K.B.: It sounds like you kind of got hooked on honesty. Where you’re like, oh, we can tell the truth about this. I guess I could tell the truth about a lot of things.
M.H.: Yes.
K.B.: Your ability to manage chaos seems I think that it’s very it might be intimidating to people who don’t who don’t think they have something like that in them. But you have like a long history with managing and experiencing chaos. Would you mind, like, starting at the beginning and telling me a little bit about your childhood and how maybe you were forced to learn that kind of grounding at such a young age?
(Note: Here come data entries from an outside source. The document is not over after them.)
use autorunner_common::{ExitSuffix, Lane, TemplateId, Transform};
use glam::Vec3;
use serde::{Deserialize, Serialize};
use sha2::{Digest, Sha256};
use std::collections::BTreeMap;

use crate::TemplateError;

/// Axis-aligned collision box in a block's local frame.
#[derive(Debug, Clone, Copy, PartialEq, Serialize, Deserialize)]
pub struct FloorBox {
    pub min: Vec3,
    pub max: Vec3,
    /// Collision layer bits, see [`autorunner_common::layers`].
    pub layer: u32,
}

/// A set of optional props (coins, barriers) of which one is kept per placed block.
#[derive(Debug, Clone, PartialEq, Eq, Serialize, Deserialize)]
pub struct DecorationGroup {
    pub name: String,
    #[serde(default)]
    pub items: Vec<String>,
}

/// A reusable track segment prefab.
///
/// Anchors and waypoints are expressed in the block's local frame. The `In`
/// anchor is where the block attaches to the chain; exits are `Out` for
/// blocks with `outs <= 1` and `OutL`/`OutR` for forks.
#[derive(Debug, Clone, PartialEq, Serialize, Deserialize)]
pub struct BlockTemplate {
    pub name: String,
    /// 0 = dead end / straight continuation marker, 1 = straight exit, 2+ = fork.
    pub outs: u32,
    pub anchors: BTreeMap<ExitSuffix, Transform>,
    /// Waypoint groups keyed by name, e.g. `CenterIn`, `LeftOutR`.
    pub paths: BTreeMap<String, Vec<Vec3>>,
    #[serde(default)]
    pub floor: Vec<FloorBox>,
    #[serde(default)]
    pub groups: Vec<DecorationGroup>,
}

impl BlockTemplate {
    pub fn new(name: impl Into<String>, outs: u32) -> Self {
        Self {
            name: name.into(),
            outs,
            anchors: BTreeMap::new(),
            paths: BTreeMap::new(),
            floor: Vec::new(),
            groups: Vec::new(),
        }
    }

    /// Content-addressed id: first 8 bytes of the SHA-256 of the name.
    pub fn id(&self) -> TemplateId {
        template_id(&self.name)
    }

    pub fn is_fork(&self) -> bool {
        self.outs >= 2
    }

    pub fn is_dead_end(&self) -> bool {
        self.outs == 0
    }

    /// Exits in probe order.
    pub fn exits(&self) -> &'static [ExitSuffix] {
        ExitSuffix::exits_for(self.outs)
    }

    pub fn anchor(&self, suffix: ExitSuffix) -> Option<&Transform> {
        self.anchors.get(&suffix)
    }

    pub fn path(&self, lane: Lane, suffix: ExitSuffix) -> Option<&[Vec3]> {
        self.paths
            .get(&lane.group_name(suffix))
            .map(|points| points.as_slice())
    }

    /// Path suffixes a walk over this block can ask for.
    pub fn path_suffixes(&self) -> Vec<ExitSuffix> {
        let mut suffixes = vec![ExitSuffix::In];
        if !self.is_dead_end() {
            suffixes.extend_from_slice(self.exits());
        }
        suffixes
    }

    /// Check that every anchor and path group the generator and the path
    /// walk will ask for is present.
    pub fn validate(&self) -> Result<(), TemplateError> {
        let required_anchors = std::iter::once(&ExitSuffix::In).chain(self.exits());
        for suffix in required_anchors {
            if !self.anchors.contains_key(suffix) {
                return Err(TemplateError::MissingAnchor {
                    template: self.name.clone(),
                    anchor: suffix.as_str().to_string(),
                });
            }
        }
        for suffix in self.path_suffixes() {
            for lane in Lane::ALL {
                let group = lane.group_name(suffix);
                if !self.paths.contains_key(&group) {
                    return Err(TemplateError::MissingPath {
                        template: self.name.clone(),
                        group,
                    });
                }
            }
        }
        Ok(())
    }
}

pub fn template_id(name: &str) -> TemplateId {
    let mut hasher = Sha256::new();
    hasher.update(name.as_bytes());
    let result = hasher.finalize();
    let mut bytes = [0u8; 8];
    bytes.copy_from_slice(&result[..8]);
    TemplateId(u64::from_le_bytes(bytes))
}

#[cfg(test)]
mod tests {
    use super::*;

    fn straight() -> BlockTemplate {
        let mut t = BlockTemplate::new("Straight", 1);
        t.anchors.insert(ExitSuffix::In, Transform::IDENTITY);
        t.anchors
            .insert(ExitSuffix::Out, Transform::from_position(Vec3::NEG_X * 10.0));
        for lane in Lane::ALL {
            t.paths.insert(lane.group_name(ExitSuffix::In), vec![Vec3::ZERO]);
            t.paths.insert(lane.group_name(ExitSuffix::Out), vec![Vec3::NEG_X]);
        }
        t
    }

    #[test]
    fn id_is_content_addressed() {
        assert_eq!(straight().id(), template_id("Straight"));
        assert_ne!(template_id("Straight"), template_id("Fork"));
    }

    #[test]
    fn complete_template_validates() {
        assert!(straight().validate().is_ok());
    }

    #[test]
    fn missing_exit_anchor_is_reported() {
        let mut t = straight();
        t.outs = 2;
        let err = t.validate().unwrap_err();
        assert!(matches!(err, TemplateError::MissingAnchor { ref anchor, .. } if anchor == "OutR"));
    }

    #[test]
    fn missing_path_group_is_reported() {
        let mut t = straight();
        t.paths.remove("RightOut");
        let err = t.validate().unwrap_err();
        assert!(matches!(err, TemplateError::MissingPath { ref group, .. } if group == "RightOut"));
    }

    #[test]
    fn dead_end_needs_only_entry_paths() {
        let mut t = straight();
        t.outs = 0;
        for lane in Lane::ALL {
            t.paths.remove(&lane.group_name(ExitSuffix::Out));
        }
        assert!(t.validate().is_ok());
        assert_eq!(t.path_suffixes(), vec![ExitSuffix::In]);
    }
}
M.H.: Yes. And this does come up a lot. And then now when I look back on my childhood growing up in an abusive household where my father was a batterer. So, at any moment, we never knew what would happen, it could just erupt in violence. As I got older, as my brother got older, he was often our protector, thank God. And I I learned at that time that anything was possible. And I think back there’s a moment that one story it could be could be any story, but one where my brother was trying to protect my mother. In his effort to restrain my father, my father bit his hand and it was this terrible injury to his thumb. And I remember I was a young teenager and I remember looking at his hand and it looked like he had been bit by an animal. And I remember feeling the horror and the terror and knowing that if this person in my home could do this to someone that I loved, cared for, my protector could do this savage, brutal act to him that anything could happen and we weren’t safe and that somehow I had to manage. We had to manage. To find our own safety and way through that and in many ways, that cultivated for me, well honestly, being an E.R. doctor, because all we have is a snapshot in time, I have a moment to look at a situation. Is this immediately life threatening? Is it likely not immediately life threatening? Is it something we can get through and blow over or is really nothing very dangerous going on right now and I just have to be vigilant? So those were skills that I developed early.
K.B.: That hyper awareness, it sounds like, turned into the ability to like, hyper interpret and live almost at the speed at how quickly things are happening.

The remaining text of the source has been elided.